Market analysts have noted that there is unlikely to be a boost in the market for long-term mobile contracts any time soon. This is partly because many consumers have been opting for the alternative of SIM free phones in an attempt to keep costs down and get the best deals. Sales of SIM free is one area where Dixons Carphone will need to improve in order to make the most of market trends.
A SIM free phone is sold (unlocked) without any SIM card or network attached, so people buy the phone and then choose a SIM only deal for their calls and data, and can choose whichever network they like. The benefits are the ability to own the handset outright and take out a SIM only deal, thereby reducing the cost of a monthly plan as you are only paying the network for your minutes, texts and data allowance. Also, SIM only can give greater flexibility, with 1-month rolling contracts and 12-month contracts are now being commonplace.
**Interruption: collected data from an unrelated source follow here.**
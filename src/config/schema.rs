//! Configuration schema definitions.
//!
//! This module defines the complete configuration structure for the service.
//! All types derive Serde traits for deserialization from config files.

use std::time::Duration;

use serde::{Deserialize, Serialize};

/// Root configuration for the supervised handler service.
#[derive(Debug, Clone, Deserialize, Serialize, Default, PartialEq)]
#[serde(default)]
pub struct ServiceConfig {
    /// Listener configuration (bind address).
    pub listener: ListenerConfig,

    /// Per-call supervision settings.
    pub supervision: SupervisionConfig,

    /// Inbound request limits.
    pub limits: LimitsConfig,

    /// Observability settings.
    pub observability: ObservabilityConfig,
}

/// Listener configuration.
#[derive(Debug, Clone, Deserialize, Serialize, PartialEq)]
#[serde(default)]
pub struct ListenerConfig {
    /// Bind address (e.g., "127.0.0.1:8080").
    pub bind_address: String,
}

impl Default for ListenerConfig {
    fn default() -> Self {
        Self {
            bind_address: "127.0.0.1:8080".to_string(),
        }
    }
}

/// Supervision configuration.
#[derive(Debug, Clone, Deserialize, Serialize, PartialEq)]
#[serde(default)]
pub struct SupervisionConfig {
    /// Deadline for one handler invocation, in milliseconds.
    pub deadline_ms: u64,
}

impl SupervisionConfig {
    pub fn deadline(&self) -> Duration {
        Duration::from_millis(self.deadline_ms)
    }
}

impl Default for SupervisionConfig {
    fn default() -> Self {
        Self { deadline_ms: 1000 }
    }
}

/// Limits applied before a request reaches a handler.
#[derive(Debug, Clone, Deserialize, Serialize, PartialEq)]
#[serde(default)]
pub struct LimitsConfig {
    /// Maximum buffered request body size in bytes.
    pub max_body_bytes: usize,
}

impl Default for LimitsConfig {
    fn default() -> Self {
        Self {
            max_body_bytes: 2 * 1024 * 1024, // 2MB
        }
    }
}

/// Observability configuration.
#[derive(Debug, Clone, Deserialize, Serialize, PartialEq)]
#[serde(default)]
pub struct ObservabilityConfig {
    /// Log level (trace, debug, info, warn, error).
    pub log_level: String,

    /// Log output format (pretty, json).
    pub log_format: String,

    /// Enable metrics endpoint.
    pub metrics_enabled: bool,

    /// Metrics endpoint bind address.
    pub metrics_address: String,
}

impl Default for ObservabilityConfig {
    fn default() -> Self {
        Self {
            log_level: "info".to_string(),
            log_format: "pretty".to_string(),
            metrics_enabled: false,
            metrics_address: "127.0.0.1:9090".to_string(),
        }
    }
}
Many UK businesses, like Dixons Carphone, will have felt the pressure of consumers reeling in some of their spending in the wake of the fall in the value of the pound after the Brexit vote. Also, as in the case of Dixons Carphone, they’re in a market where so much innovation has been focused on phones and their features in recent years that consumers are going to be reluctant to swap unless the new model offers a new technological jump or can give them features that significantly add value.
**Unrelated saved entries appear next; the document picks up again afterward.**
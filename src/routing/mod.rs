//! Routing subsystem.
//!
//! # Data Flow
//! ```text
//! Incoming Request (path)
//!     → router.rs (exact lookup)
//!     → Return: handler or NoMatch (404, supervisor not invoked)
//! ```

pub mod router;

pub use router::RouteTable;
High street retailers / well-known bricks-and-mortar retailers have taken a battering in recent times (e.g. store closures at e.g. Carpetright, New Look, Mothercare, Byron, Jamie’s Italian Marks & Spencer, and soon House of Fraser, and Carluccio’s) as consumers move more towards online digital. A recent British Retail Consortium (BRC) report, for example, showed that footfall in retail stores fell by 3.3% in April 2018 compared to last year because of a shift in consumer behaviour towards digital shop visits rather than physical ones.
Many retailers have realised that to fight back they must rebalance investment in physical and digital infrastructure, and change the way stores are used e.g. by adopting technology to engage people, and to make stores more like centres for experiences rather than just places for purchasing goods. This is particularly important for younger consumer groups.
In the case of Dixons Carphone, new boss Baldock hasn’t really elaborated beyond saying that the business had been too inward-looking and distracted. As part of his proposed fixes for the problems, Baldock has said that the group would also now be investing £30m in improving customer service by retraining staff in stores and at its call centres, and that it would try to renegotiate contracts with mobile networks to reflect the slowdown in phone sales i.e. to adapt to market trends. Presumably, the company will also benefit from increased efficiency after closing the 42 stores.
In today’s challenging environment, as well as simply investing, retailers must now try to embrace technology in the right way as an opportunity to deliver more value to customers whether in store, at home or on the move. Retail commentators frequently talk about the importance of the need to create a seamless customer experience between online and offline, and to develop an omni-channel platform. Improving and optimising the current experience that retailers offer customers, and replicating these as effectively as possible across all channels could be the key to staying competitive in the evolving retail business environment.